In the records below, which lines include "between"? Copy them.

(Records drawn from a dataset)
▼▼▼
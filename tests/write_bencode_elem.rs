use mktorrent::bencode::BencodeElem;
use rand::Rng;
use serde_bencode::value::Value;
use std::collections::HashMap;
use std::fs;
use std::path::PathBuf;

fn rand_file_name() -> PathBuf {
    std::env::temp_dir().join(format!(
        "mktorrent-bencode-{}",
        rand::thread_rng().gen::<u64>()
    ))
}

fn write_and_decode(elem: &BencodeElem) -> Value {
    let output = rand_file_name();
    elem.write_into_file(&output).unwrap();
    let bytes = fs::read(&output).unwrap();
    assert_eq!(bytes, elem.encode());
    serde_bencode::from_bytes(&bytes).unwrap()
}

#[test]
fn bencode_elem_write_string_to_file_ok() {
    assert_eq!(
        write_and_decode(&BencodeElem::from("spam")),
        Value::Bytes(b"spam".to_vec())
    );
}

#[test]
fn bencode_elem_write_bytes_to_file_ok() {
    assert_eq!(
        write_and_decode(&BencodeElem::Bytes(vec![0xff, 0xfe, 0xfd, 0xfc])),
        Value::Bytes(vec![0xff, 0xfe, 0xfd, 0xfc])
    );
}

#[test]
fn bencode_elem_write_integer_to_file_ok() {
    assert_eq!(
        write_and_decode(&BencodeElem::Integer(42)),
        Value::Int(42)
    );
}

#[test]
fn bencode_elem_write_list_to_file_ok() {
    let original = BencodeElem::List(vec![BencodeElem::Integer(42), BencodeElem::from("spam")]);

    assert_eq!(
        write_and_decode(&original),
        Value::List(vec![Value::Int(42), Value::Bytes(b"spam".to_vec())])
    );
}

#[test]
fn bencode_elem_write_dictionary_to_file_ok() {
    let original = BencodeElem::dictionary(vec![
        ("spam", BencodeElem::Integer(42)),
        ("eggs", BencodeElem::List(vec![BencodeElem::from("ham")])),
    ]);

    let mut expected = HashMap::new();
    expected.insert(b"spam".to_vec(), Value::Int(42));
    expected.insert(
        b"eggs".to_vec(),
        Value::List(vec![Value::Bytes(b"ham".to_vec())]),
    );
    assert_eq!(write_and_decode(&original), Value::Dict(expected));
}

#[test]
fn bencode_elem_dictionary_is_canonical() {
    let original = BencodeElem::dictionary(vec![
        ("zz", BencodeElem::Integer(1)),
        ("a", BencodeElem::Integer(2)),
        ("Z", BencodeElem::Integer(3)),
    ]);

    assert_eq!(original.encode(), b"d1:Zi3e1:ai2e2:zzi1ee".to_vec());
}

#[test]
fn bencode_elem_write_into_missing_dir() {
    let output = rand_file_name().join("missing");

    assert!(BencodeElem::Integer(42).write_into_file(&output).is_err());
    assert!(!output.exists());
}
▲▲▲
▼▼▼
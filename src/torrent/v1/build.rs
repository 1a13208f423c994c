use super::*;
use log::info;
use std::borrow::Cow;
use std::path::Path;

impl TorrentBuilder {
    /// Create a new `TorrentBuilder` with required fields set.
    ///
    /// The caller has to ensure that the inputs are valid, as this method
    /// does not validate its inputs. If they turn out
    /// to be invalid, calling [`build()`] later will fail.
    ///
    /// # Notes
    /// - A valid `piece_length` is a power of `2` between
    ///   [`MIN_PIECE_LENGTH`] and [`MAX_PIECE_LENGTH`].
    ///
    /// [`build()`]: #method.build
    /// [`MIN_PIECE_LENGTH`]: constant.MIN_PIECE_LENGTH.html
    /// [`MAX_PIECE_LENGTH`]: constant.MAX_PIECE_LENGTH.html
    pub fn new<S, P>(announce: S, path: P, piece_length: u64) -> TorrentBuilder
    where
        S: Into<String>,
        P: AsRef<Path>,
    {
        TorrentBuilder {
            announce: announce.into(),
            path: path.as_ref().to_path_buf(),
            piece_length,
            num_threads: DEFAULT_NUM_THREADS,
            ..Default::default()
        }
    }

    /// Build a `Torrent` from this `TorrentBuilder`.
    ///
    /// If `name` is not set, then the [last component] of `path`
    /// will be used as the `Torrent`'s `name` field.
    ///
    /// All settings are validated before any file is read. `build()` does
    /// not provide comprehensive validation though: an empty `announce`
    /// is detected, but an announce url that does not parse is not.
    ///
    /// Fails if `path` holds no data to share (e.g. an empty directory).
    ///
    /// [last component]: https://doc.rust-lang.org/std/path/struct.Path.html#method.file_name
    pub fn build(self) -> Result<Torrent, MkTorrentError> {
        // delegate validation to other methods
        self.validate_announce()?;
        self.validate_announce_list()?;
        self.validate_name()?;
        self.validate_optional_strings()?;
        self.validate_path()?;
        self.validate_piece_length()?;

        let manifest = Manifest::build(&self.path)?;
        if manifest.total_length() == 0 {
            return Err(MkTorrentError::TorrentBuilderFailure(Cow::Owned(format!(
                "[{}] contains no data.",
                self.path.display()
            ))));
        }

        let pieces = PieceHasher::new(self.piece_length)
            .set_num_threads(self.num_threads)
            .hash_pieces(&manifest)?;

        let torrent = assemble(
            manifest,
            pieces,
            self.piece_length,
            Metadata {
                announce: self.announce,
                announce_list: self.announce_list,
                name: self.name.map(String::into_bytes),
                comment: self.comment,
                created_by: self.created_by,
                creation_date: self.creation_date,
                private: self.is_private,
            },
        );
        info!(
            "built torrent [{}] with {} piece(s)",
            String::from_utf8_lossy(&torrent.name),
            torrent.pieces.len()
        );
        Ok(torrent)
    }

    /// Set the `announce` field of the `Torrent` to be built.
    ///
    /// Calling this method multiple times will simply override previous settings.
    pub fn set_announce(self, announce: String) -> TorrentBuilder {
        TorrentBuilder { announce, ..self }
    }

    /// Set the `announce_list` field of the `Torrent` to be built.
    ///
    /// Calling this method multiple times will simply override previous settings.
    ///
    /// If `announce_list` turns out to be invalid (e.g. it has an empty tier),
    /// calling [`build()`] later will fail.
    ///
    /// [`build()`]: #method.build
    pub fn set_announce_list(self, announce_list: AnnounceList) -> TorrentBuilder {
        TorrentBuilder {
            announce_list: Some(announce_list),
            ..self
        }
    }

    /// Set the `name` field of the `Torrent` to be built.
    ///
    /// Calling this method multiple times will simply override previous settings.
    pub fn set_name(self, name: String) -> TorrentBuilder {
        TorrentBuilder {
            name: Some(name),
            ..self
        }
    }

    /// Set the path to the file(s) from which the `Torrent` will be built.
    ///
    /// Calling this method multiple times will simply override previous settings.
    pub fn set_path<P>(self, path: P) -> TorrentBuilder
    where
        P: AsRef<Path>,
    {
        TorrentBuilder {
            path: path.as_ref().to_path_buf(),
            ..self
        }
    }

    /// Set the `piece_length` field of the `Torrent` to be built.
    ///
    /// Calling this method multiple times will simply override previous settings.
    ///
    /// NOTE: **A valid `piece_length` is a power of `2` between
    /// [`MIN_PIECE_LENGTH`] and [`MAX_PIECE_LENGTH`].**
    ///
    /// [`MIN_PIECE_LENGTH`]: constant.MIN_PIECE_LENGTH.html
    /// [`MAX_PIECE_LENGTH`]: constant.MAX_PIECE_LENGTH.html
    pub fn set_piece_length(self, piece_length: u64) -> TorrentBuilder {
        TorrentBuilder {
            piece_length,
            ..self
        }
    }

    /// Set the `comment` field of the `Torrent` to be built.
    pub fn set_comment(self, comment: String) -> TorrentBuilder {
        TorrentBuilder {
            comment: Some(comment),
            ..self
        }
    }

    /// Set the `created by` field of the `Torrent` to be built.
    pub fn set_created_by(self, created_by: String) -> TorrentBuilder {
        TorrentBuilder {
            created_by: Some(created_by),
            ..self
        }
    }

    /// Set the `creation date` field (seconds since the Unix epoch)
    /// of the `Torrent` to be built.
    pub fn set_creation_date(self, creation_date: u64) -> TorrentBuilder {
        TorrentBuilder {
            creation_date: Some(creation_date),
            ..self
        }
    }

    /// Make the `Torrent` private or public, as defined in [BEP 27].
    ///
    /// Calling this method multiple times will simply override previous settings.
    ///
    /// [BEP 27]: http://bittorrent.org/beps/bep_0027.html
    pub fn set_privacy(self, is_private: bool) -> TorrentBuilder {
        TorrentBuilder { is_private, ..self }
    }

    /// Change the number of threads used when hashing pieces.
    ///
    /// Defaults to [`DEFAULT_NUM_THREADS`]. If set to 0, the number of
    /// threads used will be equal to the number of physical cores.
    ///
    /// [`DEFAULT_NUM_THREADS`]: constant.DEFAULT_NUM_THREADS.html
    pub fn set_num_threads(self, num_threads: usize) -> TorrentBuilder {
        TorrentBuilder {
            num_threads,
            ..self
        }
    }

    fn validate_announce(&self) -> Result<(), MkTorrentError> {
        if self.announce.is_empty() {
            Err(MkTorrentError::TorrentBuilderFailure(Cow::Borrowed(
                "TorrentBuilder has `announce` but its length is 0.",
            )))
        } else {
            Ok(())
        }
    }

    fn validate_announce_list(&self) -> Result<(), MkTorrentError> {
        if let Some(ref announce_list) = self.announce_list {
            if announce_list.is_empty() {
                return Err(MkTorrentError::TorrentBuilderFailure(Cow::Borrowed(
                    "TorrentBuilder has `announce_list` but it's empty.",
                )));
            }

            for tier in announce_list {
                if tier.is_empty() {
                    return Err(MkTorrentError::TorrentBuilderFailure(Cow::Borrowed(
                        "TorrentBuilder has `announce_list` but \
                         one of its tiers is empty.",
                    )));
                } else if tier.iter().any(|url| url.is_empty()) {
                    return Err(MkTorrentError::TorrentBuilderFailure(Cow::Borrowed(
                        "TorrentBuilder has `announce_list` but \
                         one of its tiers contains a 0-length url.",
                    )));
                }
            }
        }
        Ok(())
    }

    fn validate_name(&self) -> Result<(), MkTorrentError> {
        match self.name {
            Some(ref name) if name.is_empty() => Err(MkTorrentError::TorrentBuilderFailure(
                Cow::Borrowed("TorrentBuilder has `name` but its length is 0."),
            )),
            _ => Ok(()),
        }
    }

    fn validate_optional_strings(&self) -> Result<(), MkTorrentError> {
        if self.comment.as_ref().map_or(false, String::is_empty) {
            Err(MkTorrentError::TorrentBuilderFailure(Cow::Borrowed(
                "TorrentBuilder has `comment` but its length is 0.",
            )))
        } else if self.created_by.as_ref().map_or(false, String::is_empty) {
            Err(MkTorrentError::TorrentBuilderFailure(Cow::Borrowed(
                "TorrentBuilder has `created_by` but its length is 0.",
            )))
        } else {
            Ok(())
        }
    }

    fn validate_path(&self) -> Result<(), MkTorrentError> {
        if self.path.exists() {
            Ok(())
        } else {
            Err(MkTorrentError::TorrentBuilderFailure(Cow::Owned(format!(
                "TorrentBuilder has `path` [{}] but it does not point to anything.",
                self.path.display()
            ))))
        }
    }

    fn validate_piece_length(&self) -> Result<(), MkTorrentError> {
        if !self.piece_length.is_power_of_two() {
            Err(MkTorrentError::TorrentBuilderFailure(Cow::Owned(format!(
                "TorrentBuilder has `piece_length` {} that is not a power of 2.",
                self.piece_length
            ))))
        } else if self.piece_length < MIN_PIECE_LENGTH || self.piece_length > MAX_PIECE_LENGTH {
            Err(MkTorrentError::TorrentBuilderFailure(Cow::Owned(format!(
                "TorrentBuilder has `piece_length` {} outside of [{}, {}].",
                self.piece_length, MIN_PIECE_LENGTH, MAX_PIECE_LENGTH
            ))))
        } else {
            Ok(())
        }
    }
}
▲▲▲
▼▼▼
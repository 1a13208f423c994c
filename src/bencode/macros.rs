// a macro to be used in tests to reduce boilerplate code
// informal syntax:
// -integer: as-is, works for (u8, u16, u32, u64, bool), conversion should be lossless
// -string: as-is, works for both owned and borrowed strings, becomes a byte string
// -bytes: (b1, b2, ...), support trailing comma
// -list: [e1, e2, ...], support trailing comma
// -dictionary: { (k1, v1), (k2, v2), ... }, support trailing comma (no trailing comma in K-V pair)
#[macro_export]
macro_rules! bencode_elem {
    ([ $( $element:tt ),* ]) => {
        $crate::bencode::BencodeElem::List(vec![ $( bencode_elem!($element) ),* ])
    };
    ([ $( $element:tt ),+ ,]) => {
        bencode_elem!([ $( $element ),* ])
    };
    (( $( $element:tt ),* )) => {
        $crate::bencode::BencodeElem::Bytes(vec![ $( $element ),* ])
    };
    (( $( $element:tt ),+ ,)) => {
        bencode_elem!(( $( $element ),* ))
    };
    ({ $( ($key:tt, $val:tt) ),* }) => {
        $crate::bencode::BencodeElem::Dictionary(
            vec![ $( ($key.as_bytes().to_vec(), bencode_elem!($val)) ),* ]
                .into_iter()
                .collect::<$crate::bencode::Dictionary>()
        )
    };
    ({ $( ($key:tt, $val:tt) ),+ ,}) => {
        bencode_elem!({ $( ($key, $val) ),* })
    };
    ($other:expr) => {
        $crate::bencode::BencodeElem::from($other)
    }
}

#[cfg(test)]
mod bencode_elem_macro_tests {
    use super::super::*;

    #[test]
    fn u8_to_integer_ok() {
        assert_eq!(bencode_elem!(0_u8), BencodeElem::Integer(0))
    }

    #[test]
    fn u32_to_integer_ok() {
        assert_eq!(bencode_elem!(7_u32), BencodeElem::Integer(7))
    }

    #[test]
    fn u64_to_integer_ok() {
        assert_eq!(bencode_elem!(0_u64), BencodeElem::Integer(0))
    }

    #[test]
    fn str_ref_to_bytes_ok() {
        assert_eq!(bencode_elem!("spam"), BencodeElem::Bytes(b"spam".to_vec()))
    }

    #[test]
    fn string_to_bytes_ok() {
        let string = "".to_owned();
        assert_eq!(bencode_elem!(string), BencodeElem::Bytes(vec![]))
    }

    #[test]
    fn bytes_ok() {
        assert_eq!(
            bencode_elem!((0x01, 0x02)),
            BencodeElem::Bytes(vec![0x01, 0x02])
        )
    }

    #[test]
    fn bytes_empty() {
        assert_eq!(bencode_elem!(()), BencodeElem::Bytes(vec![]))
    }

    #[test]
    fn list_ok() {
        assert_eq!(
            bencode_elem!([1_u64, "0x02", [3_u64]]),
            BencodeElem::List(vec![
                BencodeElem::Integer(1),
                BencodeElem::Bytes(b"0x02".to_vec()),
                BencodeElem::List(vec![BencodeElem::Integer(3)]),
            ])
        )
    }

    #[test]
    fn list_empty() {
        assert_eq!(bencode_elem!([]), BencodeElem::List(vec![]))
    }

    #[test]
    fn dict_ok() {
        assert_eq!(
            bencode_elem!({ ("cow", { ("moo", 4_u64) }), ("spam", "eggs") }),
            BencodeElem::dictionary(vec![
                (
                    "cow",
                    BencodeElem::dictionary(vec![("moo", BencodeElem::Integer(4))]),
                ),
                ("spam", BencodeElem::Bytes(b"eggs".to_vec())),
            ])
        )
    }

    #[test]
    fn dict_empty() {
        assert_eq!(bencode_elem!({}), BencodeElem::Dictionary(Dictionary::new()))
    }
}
▲▲▲
- Result of this exercise -
    /// - A valid `piece_length` is a power of `2` between
    /// NOTE: **A valid `piece_length` is a power of `2` between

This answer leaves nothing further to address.